Optimal Transport
Suppose $(X,r)$ and $(Y,c)$ are metric space with probabilities measures, which have the same total mass $\int_Xr\text{d}x=\int_Yc\text{d}y$. Generally $r$ and $c$ represent marginal probability distributions, hence their values sum to one. Let $U(r,c)$ be the set of positive transport matrices of $r\in\mathbb{R}^n$ and $c\in\mathbb{R}^m$
\[U(r,c)=\{P\in\mathbb{R}^{n\times m}_+\mid P\mathbf{1}_m=r,P^\top\mathbf{1}_n=c\}\]where the columns of $P$ sum to $r$ and the rows sum to $c$. $U(r,c)$ contains all possible joint probabilities of $(X,Y)$ where $p(X=i,Y=j)=p_{ij}$. Thus, we can define the entropy $h$ and the KL-divergence of $P,Q\in U(r,c)$ as
\[h(r)=\sum_{i}r_i\log r_i,\quad h(P)=-\sum_{ij}p_{ij}\log p_{ij},\quad KL(P\Vert Q)=\sum_{ij}p_{ij}\log\frac{p_{ij}}{q_{ij}}\]Given a $n\times m$ cost matrix $M$, the cost of mapping $r$ to $c$ using a transport matrix $P$ can be quantified as $\langle P,M\rangle$. The optimal transport between $r$ and $c$ is denoted as
\[d_M(r,c)=\min_{P\in U(r,c)}\langle P,M\rangle\]where our goal is to find the optimal $P$ with the lowest cost. The optimum $d_M{r,c}$ is the Wasserstein distance between $r$ and $c$ whenever $M$ is itself a metric matrix. It can be solved relatively using linear programming in $O(d^3\log d)$.
Sinkhorn Distance
Lemma 1: The independence table $rc^\top$ has entropy $h(rc^\top)=h(r)+h(c)$.

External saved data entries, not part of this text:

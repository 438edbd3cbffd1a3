use std::sync::Arc;

use super::*;
use crate::ast::{Effect, Expr, Pattern, PolicyId, ScopeConstraint};
use crate::extensions::IpAddr;
use crate::types::{Entities, Entity, PolicyMatchReason, Record, Value};
use insta::assert_json_snapshot;
use yare::parameterized;


fn uid(ty: &str, id: &str) -> EntityUid {
    EntityUid::new(ty, id)
}

fn action(name: &str) -> EntityUid {
    uid("Action", name)
}

fn actions(names: &[&str]) -> ScopeConstraint {
    ScopeConstraint::in_set(names.iter().map(|name| action(name)))
}

fn vacation_photo() -> EntityUid {
    uid("Photo", "VacationPhoto94.jpg")
}

fn set(policies: impl IntoIterator<Item = Policy>) -> PolicySet {
    PolicySet::from_policies(policies).expect("policy ids should be unique")
}

fn photo_policies() -> Vec<Policy> {
    vec![
        Policy::permit("alice_photo")
            .principal(ScopeConstraint::eq(uid("User", "alice")))
            .action(actions(&["view", "edit", "delete"]))
            .resource(ScopeConstraint::eq(vacation_photo())),
        Policy::permit("bob_photo")
            .principal(ScopeConstraint::eq(uid("User", "bob")))
            .action(ScopeConstraint::eq(action("view")))
            .resource(ScopeConstraint::eq(vacation_photo())),
    ]
}

fn forbid_policies() -> Vec<Policy> {
    let mut policies = photo_policies();
    policies.push(
        Policy::forbid("alice_no_edit")
            .principal(ScopeConstraint::eq(uid("User", "alice")))
            .action(ScopeConstraint::eq(action("edit")))
            .resource(ScopeConstraint::eq(vacation_photo())),
    );
    policies.push(
        Policy::forbid("nobody_deletes")
            .action(ScopeConstraint::eq(action("delete")))
            .resource(ScopeConstraint::eq(vacation_photo())),
    );
    policies
}

fn in_range(attr: &str, cidr: &str) -> Expr {
    Expr::resource()
        .get_attr(attr)
        .method("isInRange", [Expr::call("ip", [Expr::string(cidr)])])
}

fn host_policies() -> Vec<Policy> {
    vec![
        Policy::permit("alice_web_hosts")
            .principal(ScopeConstraint::eq(uid("User", "alice")))
            .action(ScopeConstraint::eq(action("create_host")))
            .resource(ScopeConstraint::is("Host"))
            .when(
                Expr::resource()
                    .get_attr("name")
                    .like(Pattern::parse("web*"))
                    .and(in_range("ip", "192.0.1.0/24")),
            ),
        Policy::permit("bob_hosts")
            .principal(ScopeConstraint::eq(uid("User", "bob")))
            .action(ScopeConstraint::eq(action("create_host")))
            .resource(ScopeConstraint::is("Host"))
            .when(
                Expr::resource()
                    .get_attr("name")
                    .like(Pattern::parse("bob*"))
                    .and(in_range("ip", "192.0.0.0/24")),
            ),
    ]
}

fn group_policies() -> Vec<Policy> {
    vec![
        Policy::permit("admins_photos")
            .principal(ScopeConstraint::is_in(uid("Group", "admins")))
            .action(actions(&["delete", "view"]))
            .resource(ScopeConstraint::is("Photo")),
        Policy::permit("users_photos")
            .principal(ScopeConstraint::is_in(uid("Group", "users")))
            .action(ScopeConstraint::eq(action("view")))
            .resource(ScopeConstraint::is("Photo")),
    ]
}

fn is_policies() -> Vec<Policy> {
    vec![
        Policy::permit("users_read")
            .principal(ScopeConstraint::is("User"))
            .action(ScopeConstraint::eq(action("read"))),
        Policy::permit("admin_users_write")
            .principal(ScopeConstraint::is_type_in("User", uid("Group", "admins")))
            .action(ScopeConstraint::eq(action("write"))),
        Policy::permit("groups_read")
            .principal(ScopeConstraint::is("Group"))
            .action(ScopeConstraint::eq(action("group_read"))),
        Policy::permit("admin_groups_write")
            .principal(ScopeConstraint::is_type_in("Group", uid("Group", "admins")))
            .action(ScopeConstraint::eq(action("group_write"))),
    ]
}

fn engine(policies: Vec<Policy>) -> PolicyEngine {
    PolicyEngine::new(set(policies))
}

/// `users` nests inside `admins`' parent `staff`, `eve` is in both groups.
fn directory() -> Entities {
    Entities::from_entities([
        Entity::with_uid(uid("User", "alice")),
        Entity::with_uid(uid("User", "bob")),
        Entity::with_uid(uid("User", "admin_user")).with_parent(uid("Group", "admins")),
        Entity::with_uid(uid("User", "regular_user")).with_parent(uid("Group", "users")),
        Entity::with_uid(uid("User", "eve"))
            .with_parent(uid("Group", "admins"))
            .with_parent(uid("Group", "users")),
        Entity::with_uid(uid("Group", "admins")).with_parent(uid("Group", "staff")),
        Entity::with_uid(uid("Group", "users")).with_parent(uid("Group", "staff")),
        Entity::with_uid(uid("Group", "ops")).with_parent(uid("Group", "admins")),
        Entity::with_uid(vacation_photo()),
    ])
    .expect("directory uids should be unique")
}

fn host(name: &str, ip: &str) -> Entity {
    Entity::with_uid(uid("Host", name))
        .with_attr("name", name)
        .with_attr("ip", Value::IpAddr(ip.parse::<IpAddr>().expect("valid address")))
}

fn request(principal: EntityUid, action_name: &str, resource: EntityUid) -> Request {
    Request::new(principal, action(action_name), resource, Record::new())
}

fn user_request(user: &str, action_name: &str, resource: EntityUid) -> Request {
    request(uid("User", user), action_name, resource)
}

fn ids(ids: &[&str]) -> Vec<PolicyId> {
    ids.iter().map(|id| PolicyId::new(*id)).collect()
}

fn assert_allow(response: &Response) {
    assert_eq!(response.decision, Decision::Allow, "{response}");
}

fn assert_deny(response: &Response) {
    assert_eq!(response.decision, Decision::Deny, "{response}");
}

include!("core.rs");
include!("evaluate.rs");
include!("listing.rs");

\[\begin{aligned} h(rc^\top) &= -\sum_{ij}r_ic_j\log(r_ic_j) \\ &= -\sum_{ij}r_ic_j\log r_i-\sum_{ij} r_ic_j\log c_j \\ &= \sum_jc_jh(r) + \sum_ir_ih(c) \\ &= h(r) + h(c) \end{aligned}\]Lemma 2: $\forall r,c\in\Sigma_d,\forall P\in U(r,c),h(P)\leq h(r)+h(c)$.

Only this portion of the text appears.